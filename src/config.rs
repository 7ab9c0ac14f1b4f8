use std::path::PathBuf;

use serde::Serialize;
use thiserror::Error;

/// Application-level constants
pub const APP_NAME: &str = "Legisdoc";
pub const APP_VERSION: &str = env!("CARGO_PKG_VERSION");

pub const ENV_DATABASE: &str = "LEGISDOC_DATABASE";
pub const ENV_INPUT_DIR: &str = "LEGISDOC_INPUT_DIR";
pub const ENV_OCR_LANG: &str = "LEGISDOC_OCR_LANG";
pub const ENV_TESSERACT: &str = "LEGISDOC_TESSERACT";
pub const ENV_TESSDATA: &str = "LEGISDOC_TESSDATA";
pub const ENV_DEFAULT_TYPE: &str = "LEGISDOC_DEFAULT_TYPE";
pub const ENV_DEFAULT_ORGAN: &str = "LEGISDOC_DEFAULT_ORGAN";
pub const ENV_SKIP_DUPLICATES: &str = "LEGISDOC_SKIP_DUPLICATES";

#[derive(Error, Debug)]
pub enum ConfigError {
    #[error("Cannot determine home directory; set LEGISDOC_DATABASE")]
    NoHomeDirectory,

    #[error("Invalid value for {var}: {value}")]
    InvalidValue { var: &'static str, value: String },
}

/// Filter used when `RUST_LOG` is not set.
pub fn default_log_filter() -> &'static str {
    "legisdoc=info,legisdoc_lib=info"
}

/// Get the application data directory (~/Legisdoc/)
pub fn app_data_dir() -> Result<PathBuf, ConfigError> {
    dirs::home_dir()
        .map(|home| home.join(APP_NAME))
        .ok_or(ConfigError::NoHomeDirectory)
}

/// Runtime configuration, loaded once at process start and handed to the
/// repository and the ingestion driver.
#[derive(Debug, Clone, Serialize)]
pub struct Config {
    /// SQLite database file.
    pub database_path: PathBuf,
    /// Directory swept by `ingest` when no directory is given.
    pub input_dir: PathBuf,
    /// Tesseract language pack used for images.
    pub ocr_language: String,
    /// Tesseract executable (name on PATH or absolute path).
    pub tesseract_binary: PathBuf,
    /// Traineddata directory for in-process OCR (`ocr` feature).
    pub tessdata_dir: Option<PathBuf>,
    /// Document type name used when no title keyword identifies the class.
    pub default_type: String,
    /// Organ name stored for every ingested document.
    pub default_organ: String,
    /// Skip files whose content hash is already stored.
    pub skip_duplicates: bool,
}

impl Config {
    /// Load `.env` (if present) and build the configuration from the
    /// environment, falling back to defaults.
    pub fn from_env() -> Result<Self, ConfigError> {
        match dotenvy::dotenv() {
            Ok(path) => tracing::debug!(path = %path.display(), "Loaded .env file"),
            Err(e) if e.not_found() => {}
            Err(e) => tracing::warn!(error = %e, "Ignoring unreadable .env file"),
        }
        Self::from_lookup(|var| std::env::var(var).ok())
    }

    /// Build the configuration from an arbitrary variable source.
    pub fn from_lookup<F>(lookup: F) -> Result<Self, ConfigError>
    where
        F: Fn(&str) -> Option<String>,
    {
        let database_path = match lookup(ENV_DATABASE) {
            Some(path) => PathBuf::from(path),
            None => app_data_dir()?.join("legisdoc.db"),
        };

        let skip_duplicates = match lookup(ENV_SKIP_DUPLICATES) {
            Some(value) => parse_bool(ENV_SKIP_DUPLICATES, &value)?,
            None => false,
        };

        Ok(Self {
            database_path,
            input_dir: lookup(ENV_INPUT_DIR)
                .map(PathBuf::from)
                .unwrap_or_else(|| PathBuf::from("documentos")),
            ocr_language: lookup(ENV_OCR_LANG).unwrap_or_else(|| "por".into()),
            tesseract_binary: lookup(ENV_TESSERACT)
                .map(PathBuf::from)
                .unwrap_or_else(|| PathBuf::from("tesseract")),
            tessdata_dir: lookup(ENV_TESSDATA).map(PathBuf::from),
            default_type: lookup(ENV_DEFAULT_TYPE).unwrap_or_else(|| "Outros".into()),
            default_organ: lookup(ENV_DEFAULT_ORGAN).unwrap_or_else(|| "Não informado".into()),
            skip_duplicates,
        })
    }
}

fn parse_bool(var: &'static str, value: &str) -> Result<bool, ConfigError> {
    match value.trim().to_ascii_lowercase().as_str() {
        "1" | "true" | "yes" | "on" => Ok(true),
        "0" | "false" | "no" | "off" | "" => Ok(false),
        _ => Err(ConfigError::InvalidValue {
            var,
            value: value.to_string(),
        }),
    }
}
use std::path::Path;

use calamine::{open_workbook_auto, Data, Range, Reader};

use super::types::SpreadsheetExtractor;
use super::ExtractionError;

/// Workbook extractor using calamine. Visits every worksheet in workbook order.
pub struct CalamineSpreadsheetExtractor;

impl SpreadsheetExtractor for CalamineSpreadsheetExtractor {
    fn extract_rows(&self, path: &Path) -> Result<Vec<Vec<String>>, ExtractionError> {
        let mut workbook = open_workbook_auto(path)
            .map_err(|e| ExtractionError::SpreadsheetParsing(e.to_string()))?;

        let mut rows = Vec::new();
        for name in workbook.sheet_names() {
            let range = workbook
                .worksheet_range(&name)
                .map_err(|e| ExtractionError::SpreadsheetParsing(format!("{name}: {e}")))?;
            rows.extend(range_rows(&range));
        }
        Ok(rows)
    }
}

/// Render each row of a sheet as cell strings. Empty cells become empty strings.
pub fn range_rows(range: &Range<Data>) -> Vec<Vec<String>> {
    range
        .rows()
        .map(|row| row.iter().map(|cell| cell.to_string()).collect())
        .collect()
}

**Directions for this task**
Type out the entire listing again, matching every line exactly.

**Your solution**
filename src/config.rs
repository 7ab9c0ac14f1b4f8
use std::path::PathBuf;

use serde::Serialize;
use thiserror::Error;

/// Application-level constants
pub const APP_NAME: &str = "Legisdoc";
pub const APP_VERSION: &str = env!("CARGO_PKG_VERSION");

pub const ENV_DATABASE: &str = "LEGISDOC_DATABASE";
pub const ENV_INPUT_DIR: &str = "LEGISDOC_INPUT_DIR";
pub const ENV_OCR_LANG: &str = "LEGISDOC_OCR_LANG";
pub const ENV_TESSERACT: &str = "LEGISDOC_TESSERACT";
pub const ENV_TESSDATA: &str = "LEGISDOC_TESSDATA";
pub const ENV_DEFAULT_TYPE: &str = "LEGISDOC_DEFAULT_TYPE";
pub const ENV_DEFAULT_ORGAN: &str = "LEGISDOC_DEFAULT_ORGAN";
pub const ENV_SKIP_DUPLICATES: &str = "LEGISDOC_SKIP_DUPLICATES";

#[derive(Error, Debug)]
pub enum ConfigError {
    #[error("Cannot determine home directory; set LEGISDOC_DATABASE")]
    NoHomeDirectory,

    #[error("Invalid value for {var}: {value}")]
    InvalidValue { var: &'static str, value: String },
}

/// Filter used when `RUST_LOG` is not set.
pub fn default_log_filter() -> &'static str {
    "legisdoc=info,legisdoc_lib=info"
}

/// Get the application data directory (~/Legisdoc/)
pub fn app_data_dir() -> Result<PathBuf, ConfigError> {
    dirs::home_dir()
        .map(|home| home.join(APP_NAME))
        .ok_or(ConfigError::NoHomeDirectory)
}

/// Runtime configuration, loaded once at process start and handed to the
/// repository and the ingestion driver.
#[derive(Debug, Clone, Serialize)]
pub struct Config {
    /// SQLite database file.
    pub database_path: PathBuf,
    /// Directory swept by `ingest` when no directory is given.
    pub input_dir: PathBuf,
    /// Tesseract language pack used for images.
    pub ocr_language: String,
    /// Tesseract executable (name on PATH or absolute path).
    pub tesseract_binary: PathBuf,
    /// Traineddata directory for in-process OCR (`ocr` feature).
    pub tessdata_dir: Option<PathBuf>,
    /// Document type name used when no title keyword identifies the class.
    pub default_type: String,
    /// Organ name stored for every ingested document.
    pub default_organ: String,
    /// Skip files whose content hash is already stored.
    pub skip_duplicates: bool,
}

impl Config {
    /// Load `.env` (if present) and build the configuration from the
    /// environment, falling back to defaults.
    pub fn from_env() -> Result<Self, ConfigError> {
        match dotenvy::dotenv() {
            Ok(path) => tracing::debug!(path = %path.display(), "Loaded .env file"),
            Err(e) if e.not_found() => {}
            Err(e) => tracing::warn!(error = %e, "Ignoring unreadable .env file"),
        }
        Self::from_lookup(|var| std::env::var(var).ok())
    }

    /// Build the configuration from an arbitrary variable source.
    pub fn from_lookup<F>(lookup: F) -> Result<Self, ConfigError>
    where
        F: Fn(&str) -> Option<String>,
    {
        let database_path = match lookup(ENV_DATABASE) {
            Some(path) => PathBuf::from(path),
            None => app_data_dir()?.join("legisdoc.db"),
        };

        let skip_duplicates = match lookup(ENV_SKIP_DUPLICATES) {
            Some(value) => parse_bool(ENV_SKIP_DUPLICATES, &value)?,
            None => false,
        };

        Ok(Self {
            database_path,
            input_dir: lookup(ENV_INPUT_DIR)
                .map(PathBuf::from)
                .unwrap_or_else(|| PathBuf::from("documentos")),
            ocr_language: lookup(ENV_OCR_LANG).unwrap_or_else(|| "por".into()),
            tesseract_binary: lookup(ENV_TESSERACT)
                .map(PathBuf::from)
                .unwrap_or_else(|| PathBuf::from("tesseract")),
            tessdata_dir: lookup(ENV_TESSDATA).map(PathBuf::from),
            default_type: lookup(ENV_DEFAULT_TYPE).unwrap_or_else(|| "Outros".into()),
            default_organ: lookup(ENV_DEFAULT_ORGAN).unwrap_or_else(|| "Não informado".into()),
            skip_duplicates,
        })
    }
}

fn parse_bool(var: &'static str, value: &str) -> Result<bool, ConfigError> {
    match value.trim().to_ascii_lowercase().as_str() {
        "1" | "true" | "yes" | "on" => Ok(true),
        "0" | "false" | "no" | "off" | "" => Ok(false),
        _ => Err(ConfigError::InvalidValue {
            var,
            value: value.to_string(),
        }),
    }
}
use std::path::Path;

use calamine::{open_workbook_auto, Data, Range, Reader};

use super::types::SpreadsheetExtractor;
use super::ExtractionError;

/// Workbook extractor using calamine. Visits every worksheet in workbook order.
pub struct CalamineSpreadsheetExtractor;

impl SpreadsheetExtractor for CalamineSpreadsheetExtractor {
    fn extract_rows(&self, path: &Path) -> Result<Vec<Vec<String>>, ExtractionError> {
        let mut workbook = open_workbook_auto(path)
            .map_err(|e| ExtractionError::SpreadsheetParsing(e.to_string()))?;

        let mut rows = Vec::new();
        for name in workbook.sheet_names() {
            let range = workbook
                .worksheet_range(&name)
                .map_err(|e| ExtractionError::SpreadsheetParsing(format!("{name}: {e}")))?;
            rows.extend(range_rows(&range));
        }
        Ok(rows)
    }
}

/// Render each row of a sheet as cell strings. Empty cells become empty strings.
pub fn range_rows(range: &Range<Data>) -> Vec<Vec<String>> {
    range
        .rows()
        .map(|row| row.iter().map(|cell| cell.to_string()).collect())
        .collect()
}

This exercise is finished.